Onyx Soars 51% After Rejecting Amgen, But Open To New Bids

Investor's Business Daily

Onyx Pharmaceuticals (ONXX) surged 51% Monday after the biotech rejected an Amgen takeover bid but said it's open to other offers.

The Financial Post reported late Friday that Amgen (AMGN) had offered $120 a share for Onyx, which closed Friday near 87. Onyx confirmed this in a press release Sunday, saying the price was too low but that its board decided to entertain other bids.

This set off a round of speculation on Wall Street about other buyers, since a number of companies have reason to be interested in Onyx's cancer-focused pipeline. One of its two approved products, Kyprolis, treats multiple myeloma, the same disease that brought Celgene (CELG) its fortune with its drug Revlimid.

Onyx is also in partnership with Bayer (BAYRY) to market its other product, Nexavar, which was approved back in 2005 for kidney cancer and which the companies said Monday they'd filed to get approved for thyroid cancer. Onyx also draws royalties from Bayer's colorectal cancer drug Stivarga.

Onyx also has a royalty deal with Pfizer (PFE) for breast-cancer candidate PD 991, whose phase-two results generated some excitement in the industry last December. ISI Group analyst Mark Schoenebaum estimates the market opportunity for the drug is at least $2 billion.

Onyx has lost money for several quarters and is expected to spill more red ink through 2013. But Wall Street predicts earnings per share of 56 cents next year.

Onyx shares gapped higher to a close of 130.51 after trading in a relatively tight range. That's far above the previous all-time high of 101.57 on April 30.

Amgen itself isn't out of the running yet if it chooses to raise its offer. Schoenebaum wrote in an email Friday that Amgen has a large cancer franchise but no direct anti-tumor agents, so Onyx's products would be a nice strategic fit.

Amgen shares rose about 2% early but closed down 1% to 97.49.

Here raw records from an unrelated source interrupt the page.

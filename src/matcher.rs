//! End-to-end matching runs
//!
//! [`Matcher`] owns a configuration and an optional external weight
//! optimizer and turns one Arrow record batch into one [`MatchingResult`].
//! Every run builds its own unit set, constraint sets, and weight matrix;
//! nothing persists between calls.

use crate::antiexact::build_forbidden_pairs;
use crate::assembly::assemble;
use crate::caliper::normalize_calipers;
use crate::columns::ColumnSpec;
use crate::criteria::{Estimand, MatchingConfig};
use crate::error::{MatchError, Result};
use crate::exact::build_exact_groups;
use crate::extraction::extract_units;
use crate::optimizer::{
    build_balance_matrix, resolve_weight_matrix, OptimizerRequest, WeightOptimizer,
};
use crate::progress::{create_spinner, finish_progress_bar};
use crate::search::find_matches;
use crate::types::{Diagnostics, MatchingResult};
use crate::validation::validate_config;
use crate::variables::build_variables;
use log::{debug, info};
use std::time::Instant;

/// Constrained nearest-neighbour matcher
pub struct Matcher {
    config: MatchingConfig,
    optimizer: Option<Box<dyn WeightOptimizer>>,
}

impl Matcher {
    /// Create a matcher with the given configuration
    #[must_use]
    pub fn new(config: MatchingConfig) -> Self {
        Self {
            config,
            optimizer: None,
        }
    }

    /// Attach an external weight optimizer
    ///
    /// The optimizer is invoked once per run, before the search, and its
    /// weight matrix replaces both the fixed configuration matrix and the
    /// correlation fallback.
    #[must_use]
    pub fn with_optimizer(mut self, optimizer: Box<dyn WeightOptimizer>) -> Self {
        self.optimizer = Some(optimizer);
        self
    }

    /// The configuration this matcher runs with
    #[must_use]
    pub fn config(&self) -> &MatchingConfig {
        &self.config
    }

    /// Match focal to non-focal units in one record batch
    ///
    /// # Errors
    ///
    /// Returns configuration errors before any data is read, extraction
    /// errors for malformed input, structural-infeasibility errors when no
    /// match is possible, and optimizer failures wrapped with their origin.
    pub fn perform_matching(
        &self,
        batch: &arrow::record_batch::RecordBatch,
        columns: &ColumnSpec,
    ) -> Result<MatchingResult> {
        let start = Instant::now();
        validate_config(&self.config)?;
        debug!(
            "starting matching run: estimand {}, ratio {}, replace {}, {} rows",
            self.config.estimand,
            self.config.ratio,
            self.config.replace,
            batch.num_rows()
        );

        let data = extract_units(batch, columns, self.config.estimand)?;
        if let Some(weights) = &data.sample_weights {
            let total: f64 = data.included.iter().map(|&row| weights[row]).sum();
            if total == 0.0 {
                return Err(MatchError::AllZeroSampleWeights);
            }
        }

        let variables = build_variables(&data, &self.config)?;
        let calipers = normalize_calipers(&self.config.calipers, &variables)?;
        let exact = if self.config.exact.is_empty() {
            None
        } else {
            Some(build_exact_groups(&data, &self.config.exact)?)
        };
        let forbidden =
            build_forbidden_pairs(&data, &self.config.antiexact, &self.config.forbidden)?;

        let balance = build_balance_matrix(&data);
        let focal_included: Vec<bool> = data.included.iter().map(|&row| data.focal[row]).collect();
        let included_weights: Option<Vec<f64>> = data
            .sample_weights
            .as_ref()
            .map(|weights| data.included.iter().map(|&row| weights[row]).collect());

        let request = OptimizerRequest {
            variables: &variables,
            balance: &balance,
            focal: &focal_included,
            sample_weights: included_weights.as_deref(),
            ratio: self.config.ratio,
            replace: self.config.replace,
            exact_groups: exact.as_ref().map(|groups| groups.labels()),
            calipers: &calipers,
            // ATC was already realized by swapping the focal group, so the
            // optimizer always sees an ATT problem.
            estimand: Estimand::Att,
            config: &self.config.optimizer,
        };

        let resolved = if let Some(optimizer) = &self.optimizer {
            let spinner = create_spinner(Some("optimizing variable weights"));
            let resolved = resolve_weight_matrix(
                Some(optimizer.as_ref()),
                &request,
                self.config.weight_matrix.as_deref(),
            );
            match &resolved {
                Ok(_) => finish_progress_bar(&spinner, Some("variable weights ready")),
                Err(_) => spinner.finish_and_clear(),
            }
            resolved?
        } else {
            resolve_weight_matrix(None, &request, self.config.weight_matrix.as_deref())?
        };

        let mut diagnostics = Diagnostics::default();
        for warning in resolved.warnings {
            diagnostics.push(warning);
        }

        let (raw, capacity) = find_matches(
            &data,
            &variables,
            &resolved.matrix,
            exact.as_ref(),
            &forbidden,
            &calipers,
            &self.config,
        )?;
        if let Some(warning) = capacity {
            diagnostics.push(warning);
        }

        let assembled = assemble(&data, &raw, self.config.ratio, self.config.replace);
        let matching_time = start.elapsed();
        info!(
            "matched {}/{} focal units to {} distinct non-focal units in {:.2?}",
            assembled.matched_focal_count,
            data.focal_included_count(),
            assembled.matched_nonfocal_count,
            matching_time
        );

        Ok(MatchingResult {
            labels: data.labels,
            match_matrix: assembled.match_matrix,
            subclass: assembled.subclass,
            weights: assembled.weights,
            matched_focal_count: assembled.matched_focal_count,
            matched_nonfocal_count: assembled.matched_nonfocal_count,
            diagnostics,
            optimizer: resolved.diagnostics,
            matching_time,
        })
    }
}

impl std::fmt::Debug for Matcher {
    fn fmt(&self, f: &mut std::fmt::Formatter<'_>) -> std::fmt::Result {
        f.debug_struct("Matcher")
            .field("config", &self.config)
            .field("optimizer", &self.optimizer.is_some())
            .finish()
    }
}

#[cfg(test)]
mod tests {
    use super::*;
    use arrow::array::{ArrayRef, Float64Array, Int32Array, StringArray};
    use arrow::datatypes::{Field, Schema};
    use arrow::record_batch::RecordBatch;
    use std::sync::Arc;

    fn two_by_two_batch() -> RecordBatch {
        let fields = vec![
            Field::new("id", arrow::datatypes::DataType::Utf8, false),
            Field::new("treated", arrow::datatypes::DataType::Int32, false),
            Field::new("age", arrow::datatypes::DataType::Float64, false),
        ];
        let arrays: Vec<ArrayRef> = vec![
            Arc::new(StringArray::from(vec!["t1", "t2", "c1", "c2"])),
            Arc::new(Int32Array::from(vec![1, 1, 0, 0])),
            Arc::new(Float64Array::from(vec![30.0, 60.0, 32.0, 58.0])),
        ];
        RecordBatch::try_new(Arc::new(Schema::new(fields)), arrays).unwrap()
    }

    #[test]
    fn test_end_to_end_smoke() {
        let columns = ColumnSpec::builder("id", "treated")
            .numeric("age")
            .build()
            .unwrap();
        let matcher = Matcher::new(MatchingConfig::default());

        let result = matcher.perform_matching(&two_by_two_batch(), &columns).unwrap();
        assert_eq!(result.match_matrix.len(), 2);
        assert_eq!(result.match_matrix[0].matches, vec![Some("c1".to_string())]);
        assert_eq!(result.match_matrix[1].matches, vec![Some("c2".to_string())]);
        assert_eq!(result.matched_focal_count, 2);
        assert!(result.diagnostics.is_empty());
        assert!(result.optimizer.is_none());
    }

    #[test]
    fn test_config_error_reported_before_data() {
        let columns = ColumnSpec::builder("id", "treated")
            .numeric("age")
            .build()
            .unwrap();
        let matcher = Matcher::new(MatchingConfig::builder().ratio(0).build());

        let err = matcher
            .perform_matching(&two_by_two_batch(), &columns)
            .unwrap_err();
        assert!(matches!(err, MatchError::InvalidRatio(0)));
    }
}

Several other biotech stocks rose on hopes that they might also be buyout targets, according to RBC Capital Markets analyst Michael Yee. Ariad (ARIA) jumped 11.7% to close at 19.54; its recently launched leukemia drug Iclusig is tracking above expectations, Yee wrote in a note. Pharmacyclics (PCYC), which has both a leukemia drug and a multiple-myeloma drug in the works, rose 7.5% to close at 85.39. BioMarin (BMRN), with four approved drugs for rare genetic diseases, climbed 6.6% to 59.44.